While the sale of a business can result in a healthy lump sum for successful founders and their shareholders, the sale often results in recognition of gain, which is subject to taxation. The potential tax liability on gain recognition is where Section 1202 steps in as a beneficial tax planning tool. Section 1202 allows eligible, non-corporate taxpayers who own qualified small business stock (QSBS) for more than five years to exclude up to 100% of the taxable gain recognized by the sale of QSBS.
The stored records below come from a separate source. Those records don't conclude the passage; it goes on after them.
//! Error types for kf-expr

use thiserror::Error;

/// Expression compilation and evaluation errors
#[derive(Error, Debug)]
pub enum ExprError {
    /// Expression does not parse (X001)
    #[error("[X001] Expression syntax error: {0}")]
    Syntax(String),

    /// Expression raised while evaluating (X002)
    #[error("[X002] Expression evaluation failed: {0}")]
    Evaluation(String),

    /// Result could not be converted to JSON (X003)
    #[error("[X003] Expression result is not serializable: {0}")]
    Serialization(String),

    /// A scalar was required but the expression produced a collection (X004)
    #[error("[X004] Expression returned a non-scalar value of kind '{kind}'")]
    NonScalar { kind: String },
}

impl ExprError {
    /// True for errors that only show up when the expression runs.
    pub fn is_runtime(&self) -> bool {
        !matches!(self, ExprError::Syntax(_))
    }
}

/// Result type alias for ExprError
pub type ExprResult<T> = Result<T, ExprError>;
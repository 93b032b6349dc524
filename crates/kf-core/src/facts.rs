//! Column-oriented batch of fact rows handed to the backfill engine.

use crate::error::{CoreError, CoreResult};
use serde_json::{Map, Value};
use std::collections::HashMap;

/// A tabular batch of fact rows stored column by column.
///
/// The schema is arbitrary; the engine only reads the columns the domain's
/// foreign-key configs reference.
#[derive(Debug, Clone, Default)]
pub struct FactBatch {
    names: Vec<String>,
    columns: Vec<Vec<Value>>,
    index: HashMap<String, usize>,
    rows: usize,
}

impl FactBatch {
    /// Create an empty batch
    pub fn new() -> Self {
        Self::default()
    }

    /// Build a batch from `(name, values)` pairs. All columns must have the same length.
    pub fn from_columns<I, S>(columns: I) -> CoreResult<Self>
    where
        I: IntoIterator<Item = (S, Vec<Value>)>,
        S: Into<String>,
    {
        let mut batch = Self::new();
        for (name, values) in columns {
            batch.push_column(name, values)?;
        }
        Ok(batch)
    }

    /// Build a batch from row maps. Columns missing from a row are filled with null.
    pub fn from_rows(rows: &[Map<String, Value>]) -> Self {
        let mut names: Vec<String> = Vec::new();
        for row in rows {
            for name in row.keys() {
                if !names.contains(name) {
                    names.push(name.clone());
                }
            }
        }

        let mut batch = Self::new();
        for name in names {
            let values = rows
                .iter()
                .map(|row| row.get(&name).cloned().unwrap_or(Value::Null))
                .collect();
            batch.insert_unchecked(name, values);
        }
        batch.rows = rows.len();
        batch
    }

    /// Append a column. Replaces an existing column of the same name.
    pub fn push_column(&mut self, name: impl Into<String>, values: Vec<Value>) -> CoreResult<()> {
        let name = name.into();
        let replaces_only_column = self.names.len() == 1 && self.index.contains_key(&name);
        if !self.names.is_empty() && !replaces_only_column && values.len() != self.rows {
            return Err(CoreError::ColumnLengthMismatch {
                column: name,
                expected: self.rows,
                actual: values.len(),
            });
        }
        self.rows = values.len();
        self.insert_unchecked(name, values);
        Ok(())
    }

    fn insert_unchecked(&mut self, name: String, values: Vec<Value>) {
        match self.index.get(&name) {
            Some(&idx) => self.columns[idx] = values,
            None => {
                self.index.insert(name.clone(), self.names.len());
                self.names.push(name);
                self.columns.push(values);
            }
        }
    }

    /// Number of rows in the batch
    pub fn num_rows(&self) -> usize {
        self.rows
    }

    /// True when the batch holds no rows
    pub fn is_empty(&self) -> bool {
        self.rows == 0
    }

    /// Column names in insertion order
    pub fn column_names(&self) -> &[String] {
        &self.names
    }

    /// Check whether a column exists
    pub fn has_column(&self, name: &str) -> bool {
        self.index.contains_key(name)
    }

    /// Borrow a column's values
    pub fn column(&self, name: &str) -> Option<&[Value]> {
        self.index.get(name).map(|&idx| self.columns[idx].as_slice())
    }

    /// Get a single cell; `None` if the column is absent or the row is out of range
    pub fn value(&self, column: &str, row: usize) -> Option<&Value> {
        self.column(column).and_then(|values| values.get(row))
    }

    /// Materialize one row as a map over the given columns (absent columns are skipped)
    pub fn row_map(&self, row: usize, columns: &[&str]) -> Map<String, Value> {
        columns
            .iter()
            .filter_map(|name| {
                self.value(name, row)
                    .map(|v| ((*name).to_string(), v.clone()))
            })
            .collect()
    }
}

#[cfg(test)]
#[path = "facts_test.rs"]
mod tests;
//! Validate command implementation

use anyhow::Result;
use kf_core::{resolve_order, QualifiedTable};
use kf_db::ReferenceStore;

use crate::cli::GlobalArgs;
use crate::commands::common::{load_project, ExitCode, Project, EXIT_FAILED};

/// Validation result severity
#[derive(Debug, Clone, Copy, PartialEq, Eq, PartialOrd, Ord)]
enum Severity {
    Warning,
    Error,
}

impl std::fmt::Display for Severity {
    fn fmt(&self, f: &mut std::fmt::Formatter<'_>) -> std::fmt::Result {
        match self {
            Severity::Warning => write!(f, "WARNING"),
            Severity::Error => write!(f, "ERROR"),
        }
    }
}

/// A single validation issue
struct ValidationIssue {
    severity: Severity,
    message: String,
}

/// Execute the validate command.
///
/// Loading the configuration already rejects malformed aggregations, unknown
/// dependencies and cycles. When the database is reachable this also checks
/// that every reference table exists and every configured facts table can be
/// read.
pub(crate) async fn execute(global: &GlobalArgs) -> Result<()> {
    let project = load_project(global)?;
    let config = &project.config;

    for name in config.domain_names() {
        let domain = config.domain(name)?;
        let order = resolve_order(name, &domain.foreign_keys)?;
        println!(
            "Domain '{}': {} foreign keys ({})",
            name,
            order.len(),
            order
                .iter()
                .map(|fk| fk.name.as_str())
                .collect::<Vec<_>>()
                .join(" -> ")
        );
    }

    let mut issues = Vec::new();
    match project.open_store(global) {
        Ok(store) => check_relations(&project, &store, &mut issues),
        Err(err) => issues.push(ValidationIssue {
            severity: Severity::Warning,
            message: format!("Skipping database checks: {:#}", err),
        }),
    }

    issues.sort_by(|a, b| b.severity.cmp(&a.severity));
    for issue in &issues {
        println!("[{}] {}", issue.severity, issue.message);
    }

    let errors = issues
        .iter()
        .filter(|i| i.severity == Severity::Error)
        .count();
    if errors > 0 {
        println!("Validation failed: {} error(s)", errors);
        return Err(ExitCode(EXIT_FAILED).into());
    }
    println!("Configuration is valid.");
    Ok(())
}

fn check_relations(
    project: &Project,
    store: &dyn ReferenceStore,
    issues: &mut Vec<ValidationIssue>,
) {
    for (name, domain) in &project.config.domains {
        for fk in &domain.foreign_keys {
            let table = fk.qualified_table();
            match store.relation_exists(&table) {
                Ok(true) => {}
                Ok(false) => issues.push(ValidationIssue {
                    severity: Severity::Error,
                    message: format!(
                        "Reference table '{}' for '{}.{}' does not exist",
                        table, name, fk.name
                    ),
                }),
                Err(err) => issues.push(ValidationIssue {
                    severity: Severity::Warning,
                    message: format!("Could not check '{}': {}", table, err),
                }),
            }
        }

        if let Some(source) = domain.facts.as_ref().and_then(|f| f.table.as_deref()) {
            let facts = match source.split_once('.') {
                Some((schema, table)) => QualifiedTable::new(Some(schema.to_string()), table),
                None => QualifiedTable::new(None, source),
            };
            if let Ok(false) = store.relation_exists(&facts) {
                issues.push(ValidationIssue {
                    severity: Severity::Error,
                    message: format!(
                        "Facts table '{}' for domain '{}' does not exist",
                        facts, name
                    ),
                });
            }
        }
    }
}
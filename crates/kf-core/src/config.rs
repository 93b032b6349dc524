//! Configuration types and parsing for keyfill.yml

use crate::error::{CoreError, CoreResult};
use crate::foreign_key::ForeignKeyConfig;
use crate::resolver::ForeignKeyDag;
use crate::serde_helpers::default_true;
use kf_expr::ExpressionEvaluator;
use serde::{Deserialize, Serialize};
use std::collections::{BTreeMap, HashMap};
use std::path::Path;

/// Environment variable consulted when no `--target` flag is given
pub const TARGET_ENV_VAR: &str = "KF_TARGET";

/// Main project configuration from keyfill.yml
#[derive(Debug, Clone, Serialize, Deserialize)]
#[serde(deny_unknown_fields)]
pub struct Config {
    /// Project name
    pub name: String,

    /// Database connection configuration
    #[serde(default)]
    pub database: DatabaseConfig,

    /// Named target configurations (e.g., dev, prod)
    #[serde(default)]
    pub targets: HashMap<String, TargetConfig>,

    /// Provenance columns written on auto-derived rows
    #[serde(default)]
    pub tracking: TrackingColumns,

    /// Fact domains and their foreign-key relationships
    #[serde(default)]
    pub domains: BTreeMap<String, DomainConfig>,
}

/// Target-specific configuration overrides
#[derive(Debug, Clone, Serialize, Deserialize, Default)]
#[serde(deny_unknown_fields)]
pub struct TargetConfig {
    /// Database configuration override
    #[serde(default)]
    pub database: Option<DatabaseConfig>,
}

/// Database type selector
#[derive(Debug, Clone, Copy, PartialEq, Eq, Serialize, Deserialize, Default)]
#[serde(rename_all = "lowercase")]
pub enum DbType {
    /// DuckDB (default)
    #[default]
    DuckDb,
    /// PostgreSQL (SQL generation only)
    Postgres,
}

impl std::fmt::Display for DbType {
    fn fmt(&self, f: &mut std::fmt::Formatter<'_>) -> std::fmt::Result {
        match self {
            DbType::DuckDb => write!(f, "duckdb"),
            DbType::Postgres => write!(f, "postgres"),
        }
    }
}

/// Database connection configuration
#[derive(Debug, Clone, Serialize, Deserialize)]
#[serde(deny_unknown_fields)]
pub struct DatabaseConfig {
    /// Database type (duckdb or postgres)
    #[serde(rename = "type", default)]
    pub db_type: DbType,

    /// Database path (for DuckDB file-based or :memory:)
    #[serde(default = "default_db_path")]
    pub path: String,
}

impl Default for DatabaseConfig {
    fn default() -> Self {
        Self {
            db_type: DbType::default(),
            path: default_db_path(),
        }
    }
}

const DEFAULT_DB_PATH: &str = ":memory:";

fn default_db_path() -> String {
    DEFAULT_DB_PATH.to_string()
}

/// Names of the provenance columns on reference tables
#[derive(Debug, Clone, PartialEq, Eq, Serialize, Deserialize)]
#[serde(deny_unknown_fields)]
pub struct TrackingColumns {
    /// Write provenance columns at all (default: true)
    #[serde(default = "default_true")]
    pub enabled: bool,

    #[serde(default = "default_source_column")]
    pub source_column: String,

    #[serde(default = "default_needs_review_column")]
    pub needs_review_column: String,

    #[serde(default = "default_domain_column")]
    pub domain_column: String,

    #[serde(default = "default_derived_at_column")]
    pub derived_at_column: String,
}

fn default_source_column() -> String {
    "_source".to_string()
}

fn default_needs_review_column() -> String {
    "_needs_review".to_string()
}

fn default_domain_column() -> String {
    "_derived_from_domain".to_string()
}

fn default_derived_at_column() -> String {
    "_derived_at".to_string()
}

impl Default for TrackingColumns {
    fn default() -> Self {
        Self {
            enabled: true,
            source_column: default_source_column(),
            needs_review_column: default_needs_review_column(),
            domain_column: default_domain_column(),
            derived_at_column: default_derived_at_column(),
        }
    }
}

impl TrackingColumns {
    /// Tracking disabled: generated SQL carries no provenance columns
    pub fn disabled() -> Self {
        Self {
            enabled: false,
            ..Self::default()
        }
    }

    /// Column names in write order; empty when tracking is disabled
    pub fn names(&self) -> Vec<&str> {
        if !self.enabled {
            return Vec::new();
        }
        vec![
            self.source_column.as_str(),
            self.needs_review_column.as_str(),
            self.domain_column.as_str(),
            self.derived_at_column.as_str(),
        ]
    }
}

/// Where the CLI reads a domain's fact batch from. Exactly one field is set.
#[derive(Debug, Clone, PartialEq, Eq, Serialize, Deserialize, Default)]
#[serde(deny_unknown_fields)]
pub struct FactsSource {
    /// A table or view in the configured database
    #[serde(default)]
    pub table: Option<String>,
    /// An arbitrary SELECT statement
    #[serde(default)]
    pub query: Option<String>,
    /// A CSV file, read by the database engine
    #[serde(default)]
    pub csv: Option<String>,
}

impl FactsSource {
    fn validate(&self, domain: &str) -> CoreResult<()> {
        let set = [&self.table, &self.query, &self.csv]
            .iter()
            .filter(|v| v.as_deref().is_some_and(|s| !s.trim().is_empty()))
            .count();
        if set != 1 {
            return Err(CoreError::ConfigInvalid {
                message: format!(
                    "Domain '{domain}' facts must set exactly one of 'table', 'query' or 'csv'"
                ),
            });
        }
        Ok(())
    }
}

/// One fact domain: its fact source and foreign-key relationships
#[derive(Debug, Clone, Serialize, Deserialize, Default)]
#[serde(deny_unknown_fields)]
pub struct DomainConfig {
    /// Default fact source for CLI invocations
    #[serde(default)]
    pub facts: Option<FactsSource>,

    /// Foreign-key relationships in declaration order
    #[serde(default)]
    pub foreign_keys: Vec<ForeignKeyConfig>,
}

impl DomainConfig {
    /// Look up a foreign-key config by name
    pub fn foreign_key(&self, name: &str) -> Option<&ForeignKeyConfig> {
        self.foreign_keys.iter().find(|fk| fk.name == name)
    }

    /// Validate every config and the dependency graph of this domain
    pub fn validate(
        &self,
        domain: &str,
        evaluator: &ExpressionEvaluator,
        tracking: &TrackingColumns,
    ) -> CoreResult<()> {
        if let Some(facts) = &self.facts {
            facts.validate(domain)?;
        }
        let reserved = tracking.names();
        for fk in &self.foreign_keys {
            fk.validate(evaluator, &reserved)?;
        }
        ForeignKeyDag::build(domain, &self.foreign_keys)?;
        Ok(())
    }
}

impl Config {
    /// Load configuration from a file path
    pub fn load(path: &Path) -> CoreResult<Self> {
        if !path.exists() {
            return Err(CoreError::ConfigNotFound {
                path: path.display().to_string(),
            });
        }

        let content = std::fs::read_to_string(path).map_err(|e| CoreError::IoWithPath {
            path: path.display().to_string(),
            source: e,
        })?;
        Self::from_yaml_str(&content)
    }

    /// Load configuration from a project directory
    /// Looks for keyfill.yml or keyfill.yaml
    pub fn load_from_dir(dir: &Path) -> CoreResult<Self> {
        let yml_path = dir.join("keyfill.yml");
        let yaml_path = dir.join("keyfill.yaml");

        if yml_path.exists() {
            Self::load(&yml_path)
        } else if yaml_path.exists() {
            Self::load(&yaml_path)
        } else {
            Err(CoreError::ConfigNotFound {
                path: yml_path.display().to_string(),
            })
        }
    }

    /// Parse and validate configuration text
    pub fn from_yaml_str(content: &str) -> CoreResult<Self> {
        let config: Config = serde_yaml::from_str(content)?;
        config.validate()?;
        Ok(config)
    }

    /// Validate the configuration
    fn validate(&self) -> CoreResult<()> {
        if self.name.trim().is_empty() {
            return Err(CoreError::ConfigInvalid {
                message: "Project name cannot be empty".to_string(),
            });
        }

        let tracking = self.tracking.names();
        for (i, name) in tracking.iter().enumerate() {
            if name.trim().is_empty() || tracking[..i].contains(name) {
                return Err(CoreError::ConfigInvalid {
                    message: format!(
                        "Tracking column names must be non-empty and distinct, got '{name}'"
                    ),
                });
            }
        }

        let evaluator = ExpressionEvaluator::new();
        for (name, domain) in &self.domains {
            if name.trim().is_empty() {
                return Err(CoreError::ConfigInvalid {
                    message: "Domain name cannot be empty".to_string(),
                });
            }
            domain.validate(name, &evaluator, &self.tracking)?;
        }

        Ok(())
    }

    /// Get a domain by name
    pub fn domain(&self, name: &str) -> CoreResult<&DomainConfig> {
        self.domains.get(name).ok_or_else(|| CoreError::UnknownDomain {
            name: name.to_string(),
            available: self.domain_names().join(", "),
        })
    }

    /// All domain names in sorted order
    pub fn domain_names(&self) -> Vec<&str> {
        self.domains.keys().map(|s| s.as_str()).collect()
    }

    /// Get database configuration, optionally applying target overrides
    ///
    /// If target is specified and exists, uses target's database config.
    /// Otherwise, uses the base database config.
    pub fn get_database_config(&self, target: Option<&str>) -> CoreResult<DatabaseConfig> {
        match target {
            Some(name) => {
                let target_config =
                    self.targets
                        .get(name)
                        .ok_or_else(|| CoreError::ConfigInvalid {
                            message: format!(
                                "Target '{}' not found. Available targets: {}",
                                name,
                                self.targets
                                    .keys()
                                    .map(|k| k.as_str())
                                    .collect::<Vec<_>>()
                                    .join(", ")
                            ),
                        })?;

                Ok(target_config
                    .database
                    .clone()
                    .unwrap_or_else(|| self.database.clone()))
            }
            None => Ok(self.database.clone()),
        }
    }

    /// Resolve target from CLI flag or KF_TARGET environment variable
    ///
    /// Priority: CLI flag > KF_TARGET env var > None
    pub fn resolve_target(cli_target: Option<&str>) -> Option<String> {
        cli_target
            .map(String::from)
            .or_else(|| std::env::var(TARGET_ENV_VAR).ok())
    }
}

#[cfg(test)]
#[path = "config_test.rs"]
mod tests;
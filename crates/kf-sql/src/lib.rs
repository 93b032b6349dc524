//! kf-sql - SQL generation for Keyfill
//!
//! The `ReferenceTableDialect` trait isolates product-specific syntax (conflict
//! clauses, null-guarded updates, array merges) from aggregation and
//! coordination logic.

pub mod dialect;
pub mod error;
pub mod quote;
pub mod upsert;

pub use dialect::{dialect_for, DuckDbDialect, PostgresDialect, ReferenceTableDialect};
pub use error::{SqlError, SqlResult};
pub use upsert::UpsertStatement;
//! Error types for kf-sql

use thiserror::Error;

/// SQL generation and validation errors
#[derive(Error, Debug)]
pub enum SqlError {
    /// SQL parse error (S001)
    #[error("[S001] SQL parse error at line {line}, column {column}: {message}")]
    ParseError {
        message: String,
        line: usize,
        column: usize,
    },

    /// Empty SQL (S002)
    #[error("[S002] SQL is empty")]
    EmptySql,

    /// Generated text holds more or fewer than one statement (S003)
    #[error("[S003] Expected exactly one statement, found {0}")]
    StatementCount(usize),

    /// Upsert has nothing to write (S004)
    #[error("[S004] Upsert into '{0}' has no records")]
    NoRecords(String),

    /// A record's values do not line up with the statement's columns (S005)
    #[error("[S005] Record '{key}' has {actual} values, expected {expected}")]
    RecordShape {
        key: String,
        expected: usize,
        actual: usize,
    },
}

/// Result type alias for SqlError
pub type SqlResult<T> = Result<T, SqlError>;
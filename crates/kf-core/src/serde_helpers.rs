//! Shared serde helper functions used across multiple modules.

/// Serde default function that returns `true`.
pub fn default_true() -> bool {
    true
}
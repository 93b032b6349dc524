//! Helpers for the JSON cell values carried by fact batches and reference records.

use serde_json::Value;
use std::cmp::Ordering;

/// A cell is blank when it is null or a string that is empty after trimming.
pub fn is_blank(value: &Value) -> bool {
    match value {
        Value::Null => true,
        Value::String(s) => s.trim().is_empty(),
        _ => false,
    }
}

/// Largest magnitude at which every integer is exactly representable in f64
const MAX_EXACT_F64_INT: f64 = 9_007_199_254_740_992.0;

/// Canonical form of a key value.
///
/// Integral floats become integers, so a `7.0` read from a DOUBLE fact column
/// matches the `7` an integer key column casts to.
pub fn normalize_key(value: &Value) -> Value {
    if let Value::Number(n) = value {
        if !n.is_i64() && !n.is_u64() {
            if let Some(f) = n.as_f64() {
                if f.fract() == 0.0 && f.abs() <= MAX_EXACT_F64_INT {
                    return Value::from(f as i64);
                }
            }
        }
    }
    value.clone()
}

/// Text form used for grouping and key comparison.
///
/// Returns `None` for null: a null can never identify a reference row.
pub fn key_text(value: &Value) -> Option<String> {
    match normalize_key(value) {
        Value::Null => None,
        other => Some(display_text(&other)),
    }
}

/// Plain text rendering: strings without quotes, everything else as JSON.
pub fn display_text(value: &Value) -> String {
    match value {
        Value::Null => String::new(),
        Value::String(s) => s.clone(),
        other => other.to_string(),
    }
}

/// Total order over cell values used by `max_by`.
///
/// Null sorts lowest. Two numeric-looking values (numbers or strings that
/// parse as numbers) compare numerically; anything else compares by text.
pub fn compare_values(a: &Value, b: &Value) -> Ordering {
    match (a, b) {
        (Value::Null, Value::Null) => Ordering::Equal,
        (Value::Null, _) => Ordering::Less,
        (_, Value::Null) => Ordering::Greater,
        _ => match (as_number(a), as_number(b)) {
            (Some(x), Some(y)) => x.partial_cmp(&y).unwrap_or(Ordering::Equal),
            _ => display_text(a).cmp(&display_text(b)),
        },
    }
}

fn as_number(value: &Value) -> Option<f64> {
    match value {
        Value::Number(n) => n.as_f64(),
        Value::String(s) => s.trim().parse::<f64>().ok(),
        Value::Bool(_) => None,
        _ => None,
    }
}
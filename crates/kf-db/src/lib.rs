//! kf-db - Database layer for Keyfill
//!
//! This crate provides the `ReferenceStore` trait and its DuckDB implementation.

pub mod duckdb;
pub mod error;
pub(crate) mod row_helpers;
pub mod traits;

pub use duckdb::DuckDbStore;
pub use error::{DbError, DbResult};
pub use traits::ReferenceStore;
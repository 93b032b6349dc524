use super::*;
use serde_json::json;

fn store_with_plans() -> DuckDbStore {
    let db = DuckDbStore::in_memory().unwrap();
    db.execute_batch(
        "CREATE TABLE plans (plan_code VARCHAR PRIMARY KEY, name VARCHAR, tags VARCHAR[]);
         INSERT INTO plans VALUES
           ('P1', 'Plan One', ['2501中标']),
           ('P2', NULL, NULL),
           ('P3', 'Plan Three', []);",
    )
    .unwrap();
    db
}

fn probe(keys: Vec<Value>) -> ExistingProbe {
    ExistingProbe {
        table: QualifiedTable::new(None, "plans"),
        key_column: "plan_code".to_string(),
        null_check_columns: vec!["name".to_string()],
        array_columns: vec!["tags".to_string()],
        keys,
    }
}

#[test]
fn test_in_memory() {
    let db = DuckDbStore::in_memory().unwrap();
    assert_eq!(db.db_type(), DbType::DuckDb);
}

#[test]
fn test_execute_returns_affected_rows() {
    let db = store_with_plans();
    let n = db
        .execute("UPDATE plans SET name = 'x' WHERE plan_code IN ('P1', 'P2')")
        .unwrap();
    assert_eq!(n, 2);
}

#[test]
fn test_relation_exists() {
    let db = store_with_plans();
    assert!(db
        .relation_exists(&QualifiedTable::new(None, "plans"))
        .unwrap());
    assert!(!db
        .relation_exists(&QualifiedTable::new(None, "nonexistent"))
        .unwrap());

    db.execute_batch("CREATE SCHEMA mapping; CREATE TABLE mapping.plans (id INT);")
        .unwrap();
    assert!(db
        .relation_exists(&QualifiedTable::new(Some("mapping".to_string()), "plans"))
        .unwrap());
}

#[test]
fn test_fetch_existing() {
    let db = store_with_plans();
    let sql = "SELECT CAST(plan_code AS VARCHAR), (name IS NULL), tags FROM plans \
               WHERE CAST(plan_code AS VARCHAR) IN ('P1', 'P2', 'P3', 'P9')";
    let existing = db
        .fetch_existing(sql, &probe(vec![json!("P1"), json!("P2"), json!("P9")]))
        .unwrap();

    assert_eq!(existing.len(), 3);
    assert!(!existing.contains_key("P9"));

    let p1 = &existing["P1"];
    assert!(p1.null_columns.is_empty());
    assert_eq!(p1.arrays["tags"], vec![json!("2501中标")]);
    assert!(!p1.has_gaps());

    let p2 = &existing["P2"];
    assert!(p2.null_columns.contains("name"));
    assert!(p2.arrays["tags"].is_empty());
    assert!(p2.null_arrays.contains("tags"));
    assert!(p2.has_gaps());

    // an empty array is a gap too, but not a null one
    assert!(existing["P3"].has_gaps());
    assert!(existing["P3"].null_arrays.is_empty());
    assert!(p1.null_arrays.is_empty());
}

#[test]
fn test_fetch_existing_checks_shape() {
    let db = store_with_plans();
    let err = db
        .fetch_existing(
            "SELECT plan_code, (name IS NULL), tags, 1 FROM plans",
            &probe(vec![json!("P1")]),
        )
        .unwrap_err();
    assert!(matches!(err, DbError::UnexpectedResult(_)));
}

#[test]
fn test_load_facts_types() {
    let db = DuckDbStore::in_memory().unwrap();
    let batch = db
        .load_facts(
            "SELECT * FROM (VALUES
               ('P1', 100, 1.5::DOUBLE, TRUE, DATE '2024-03-01', ['a', 'b']),
               (NULL, NULL, NULL, NULL, NULL, NULL)
             ) t(code, scale, rate, active, as_of, tags)",
        )
        .unwrap();

    assert_eq!(batch.num_rows(), 2);
    assert_eq!(
        batch.column_names(),
        &["code", "scale", "rate", "active", "as_of", "tags"]
    );
    assert_eq!(batch.value("code", 0), Some(&json!("P1")));
    assert_eq!(batch.value("scale", 0), Some(&json!(100)));
    assert_eq!(batch.value("rate", 0), Some(&json!(1.5)));
    assert_eq!(batch.value("active", 0), Some(&json!(true)));
    assert_eq!(batch.value("as_of", 0), Some(&json!("2024-03-01")));
    assert_eq!(batch.value("tags", 0), Some(&json!(["a", "b"])));
    assert_eq!(batch.value("code", 1), Some(&Value::Null));
    assert_eq!(batch.value("tags", 1), Some(&Value::Null));
}

#[test]
fn test_load_facts_timestamp() {
    let db = DuckDbStore::in_memory().unwrap();
    let batch = db
        .load_facts("SELECT TIMESTAMP '2024-03-01 08:30:00' AS ts")
        .unwrap();
    let ts = batch.value("ts", 0).and_then(|v| v.as_str()).unwrap();
    assert!(ts.starts_with("2024-03-01 08:30:00"), "got {ts}");
}

#[test]
fn test_load_facts_empty_result_keeps_columns() {
    let db = store_with_plans();
    let batch = db
        .load_facts("SELECT plan_code, name FROM plans WHERE 1 = 0")
        .unwrap();
    assert!(batch.is_empty());
    assert!(batch.has_column("plan_code"));
}

#[test]
fn test_load_facts_missing_table() {
    let db = DuckDbStore::in_memory().unwrap();
    let err = db.load_facts("SELECT * FROM nope").unwrap_err();
    assert!(matches!(err, DbError::TableNotFound(_)));
}

#[test]
fn test_try_clone_shares_database() {
    let db = store_with_plans();
    let other = db.try_clone().unwrap();
    other
        .execute("INSERT INTO plans VALUES ('P4', 'Plan Four', [])")
        .unwrap();
    let batch = db.load_facts("SELECT COUNT(*) AS n FROM plans").unwrap();
    assert_eq!(batch.value("n", 0), Some(&json!(4)));
}

#[test]
fn test_file_backed_store() {
    let dir = tempfile::tempdir().unwrap();
    let path = dir.path().join("warehouse.duckdb");
    {
        let db = DuckDbStore::from_path(&path).unwrap();
        db.execute_batch("CREATE TABLE plans (plan_code VARCHAR PRIMARY KEY)")
            .unwrap();
    }
    let db = DuckDbStore::new(path.to_str().unwrap()).unwrap();
    assert!(db
        .relation_exists(&QualifiedTable::new(None, "plans"))
        .unwrap());
}
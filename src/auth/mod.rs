//! Account registration and sign-in.
//!
//! The dashboard talks to two endpoints: `POST /signup` and `POST /signin`.
//! Accounts live in a SQLite store; an in-memory mock store takes over
//! transparently when the database is unreachable.

pub mod api;
pub mod chain;
pub mod memory_store;
pub mod models;
pub mod password;
pub mod sqlite_store;
pub mod store;

pub use api::AuthState;
pub use chain::{Served, StoreChain};
pub use memory_store::MemoryAccountStore;
pub use password::PasswordHasher;
pub use sqlite_store::SqliteAccountStore;
pub use store::{AccountStore, NewAccount, StoreError};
Section 1202 was enacted in 1993 to incentivize small business growth. However, in its initial iteration, the statute only allowed for 50% of QSBS gain exclusion, and the non-excludable portion of gain was taxed at 28%, resulting in a similar tax rate as the standard long-term capital gain rate. The Small Business Jobs Act amended Section 1202 in 2010 to allow for the 100% exclusion of gain, which led to increased interest from business owners and private equity groups. With that said, Section 1202 is often overlooked and plays a significant role in negotiating the sale of any business that qualifies.
Certain qualifications must be met to take advantage of Section 1202 gain exclusion. This article details what qualifies as small business stock and how business owners and investors can best take advantage of Section 1202.
A. QSBS Requirements
Stock qualifies as QSBS where (1) as of the date of issuance, the corporation was a “qualified small business”; (2) the stock was acquired by the taxpayer at its original issue in exchange for money, property, or services; and (3) during substantially all of the taxpayer’s holding period of such stock, the corporation meets the “active business” requirements and is a C corporation.
- Qualified Small Business
A “qualified small business” for the purposes of Section 1202 means a domestic C corporation for which:- The gross assets do not exceed (and have never exceeded)
$50MM on the date of the stock issue; - Immediately after the issuance, the gross assets do not exceed $50MM; and
- The corporation agrees to submit reports to the IRS and its shareholders, as may be required by the IRS.
- The gross assets do not exceed (and have never exceeded)
The requirement that a C corporation is the issuer of QSBS results in tricky issues for existing S corporations and partnerships. However, mechanisms are available under Sections 368 and 351 that allow an S corporation to convert into a C corporation or to contribute assets to a newly formed C corporation.
While a pass-through entity itself cannot take advantage of Section 1202, the shareholders of the pass-through entity may take advantage of the exclusion upon the disposition of QSBS owned by the entity, if the pass-through entity meets certain requirements. The exclusion is only available to the gain attributable to the interest that the taxpayer owned in the pass-through entity on the date the QSBS was acquired. Therefore, if Owner A has a 25% interest in ABC partnership on Jan. 1, 2015, when ABC partnership purchases QSBS for $1MM, then Owner A would only be entitled to 25% of that $1MM, even if ABC partnership purchases more QSBS after Jan. 1, 2015.
- Original Issuance
A corporation must have issued the stock after Aug. 10, 1993, and in exchange for money, property, or services but not in exchange for stock. The prohibition against acquiring QSBS through the exchange of stock is an issue when a corporation engages in a recapitalization or reorganization. However, Section 1202 allows for the preservation of QSBS status through certain Section 368 or Section 351 transactions.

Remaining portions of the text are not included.